Recent studies using both neuroimaging and neuropathology have suggested some possible underlying neural mechanisms. For example, in PD, PET and SPECT imaging shows lower dopamine neuron function (i.e., lower flurodopa uptake and dopamine release) and terminal density (i.e., DAT) in key pathological areas like the dorsal striatum, but preserved or even increased postsynaptic D2 receptor raclopride binding [14,15]. Mn-exposed workers and animals, however, presented opposite imaging patterns. There are normal flurodopa uptake and DAT density, decreased dopamine release and D2 receptor raclopride binding in the striatum [16-18] and no decrease in numbers of SNpc neurons [19]. Such data suggest that welding-related neurotoxicity may be associated with a dysfunctional dopamine system, rather than degeneration in nigrostriatal neurons, although further investigation is needed to determine if the animal models are relevant to human exposure.

Over the past decade, MRI techniques have become invaluable tools in understanding Mn neurotoxicity due to its noninvasiveness. For example, Mn is paramagnetic and its brain accumulation is associated with higher T1-weighted intensity and/or T1 relaxation rate [R1: 1/T1] [20,21]. The T1 signal changes are greatest in the globus pallidus [GP; 22,23], whereas no increased T1 signal is seen in the GP of PD [24]. Elevated T1 signals, however, typically go back to baseline levels within 6 months after welding cessation, whereas welding-related neurobehavioral symptoms may persist [25-29]. This suggests T1 signals are less reliable as a long-term marker of welding-related neurotoxicity. Thus, there have been efforts to search for MRI markers that may reflect neuropathological processes more robustly.

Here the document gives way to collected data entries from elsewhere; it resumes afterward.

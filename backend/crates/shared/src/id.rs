//! Typed identifiers
//!
//! [`Id<T>`] wraps a UUID v4 and carries a phantom marker so identity ids
//! cannot be confused with any other id at compile time.

use std::fmt;
use std::marker::PhantomData;
use std::str::FromStr;

use thiserror::Error;
use uuid::Uuid;

/// Generic typed ID wrapper
///
/// Usage:
/// ```
/// use kernel::id::{Id, markers};
/// type IdentityId = Id<markers::Identity>;
/// let id = IdentityId::new();
/// assert_eq!(id.as_uuid().get_version_num(), 4);
/// ```
pub struct Id<T> {
    value: Uuid,
    _marker: PhantomData<fn() -> T>,
}

/// Returned when a string is not a well-formed id
#[derive(Debug, Clone, PartialEq, Eq, Error)]
#[error("malformed id: {0}")]
pub struct IdParseError(String);

impl<T> Id<T> {
    /// Create a new random ID (UUID v4)
    pub fn new() -> Self {
        Self::from_uuid(Uuid::new_v4())
    }

    /// Create from an existing UUID
    pub fn from_uuid(uuid: Uuid) -> Self {
        Self {
            value: uuid,
            _marker: PhantomData,
        }
    }

    /// Parse the canonical hyphenated form.
    ///
    /// Only the hyphenated form is accepted so that one id has exactly one
    /// textual representation (ids are used as lookup keys and inside
    /// cookie values).
    pub fn parse(s: &str) -> Result<Self, IdParseError> {
        if s.len() != 36 {
            return Err(IdParseError(s.to_string()));
        }
        Uuid::try_parse(s)
            .map(Self::from_uuid)
            .map_err(|_| IdParseError(s.to_string()))
    }

    /// Get the underlying UUID
    pub fn as_uuid(&self) -> &Uuid {
        &self.value
    }

    /// Convert to UUID
    pub fn into_uuid(self) -> Uuid {
        self.value
    }
}

// Manual impls: deriving would put bounds on the marker type.
impl<T> Clone for Id<T> {
    fn clone(&self) -> Self {
        *self
    }
}

impl<T> Copy for Id<T> {}

impl<T> PartialEq for Id<T> {
    fn eq(&self, other: &Self) -> bool {
        self.value == other.value
    }
}

impl<T> Eq for Id<T> {}

impl<T> PartialOrd for Id<T> {
    fn partial_cmp(&self, other: &Self) -> Option<std::cmp::Ordering> {
        Some(self.cmp(other))
    }
}

impl<T> Ord for Id<T> {
    fn cmp(&self, other: &Self) -> std::cmp::Ordering {
        self.value.cmp(&other.value)
    }
}

impl<T> std::hash::Hash for Id<T> {
    fn hash<H: std::hash::Hasher>(&self, state: &mut H) {
        self.value.hash(state);
    }
}

impl<T> Default for Id<T> {
    fn default() -> Self {
        Self::new()
    }
}

impl<T> fmt::Debug for Id<T> {
    fn fmt(&self, f: &mut fmt::Formatter<'_>) -> fmt::Result {
        write!(f, "Id({})", self.value)
    }
}

impl<T> fmt::Display for Id<T> {
    fn fmt(&self, f: &mut fmt::Formatter<'_>) -> fmt::Result {
        write!(f, "{}", self.value.hyphenated())
    }
}

impl<T> FromStr for Id<T> {
    type Err = IdParseError;

    fn from_str(s: &str) -> Result<Self, Self::Err> {
        Self::parse(s)
    }
}

impl<T> From<Uuid> for Id<T> {
    fn from(uuid: Uuid) -> Self {
        Self::from_uuid(uuid)
    }
}

impl<T> From<Id<T>> for Uuid {
    fn from(id: Id<T>) -> Self {
        id.value
    }
}

/// Marker types for different entity IDs
pub mod markers {
    /// Marker for membership identities
    pub struct Identity;
}

pub type IdentityId = Id<markers::Identity>;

Diffusion tensor imaging [DTI] measures the random translational motion of water molecules [30] and has shown promise as a tool for assessing tissue microstructural organization or potentially neuronal cell death. In the MPTP PD mouse model, DTI changes were correlated with dopamine neuron loss in the SN [31]. Furthermore, several human studies have demonstrated reduced DTI fractional anisotropy (FA) values in the SN of early PD patients, consistent with the exciting notion that DTI changes may detect microstructural changes due to cell loss [32-35].

Previous studies in welders reported altered overall diffusion magnitude in the GP. Moreover, a recent study demonstrated reduced DTI FA values in the GP of asymptomatic welders that were associated with a long-term welding exposure measure even in the absence of clear differences in T1 signals at the time of measurement. Although it is not clear whether the observed DTI changes in the GP reflect microstructural changes due to compromised dopaminergic systems, this MRI modality may serve as a useful long-term marker to assess welding-induced microstructural changes and help further dissociate them from PD.

Overall, the current clinical, pathological and neuroimaging findings suggest that welding-related neurotoxicity is distinct from PD. It is possible; however, that Mn-exposure may contribute to an atypical presentation of idiopathic PD and further research can ultimately lead to better diagnoses and treatment.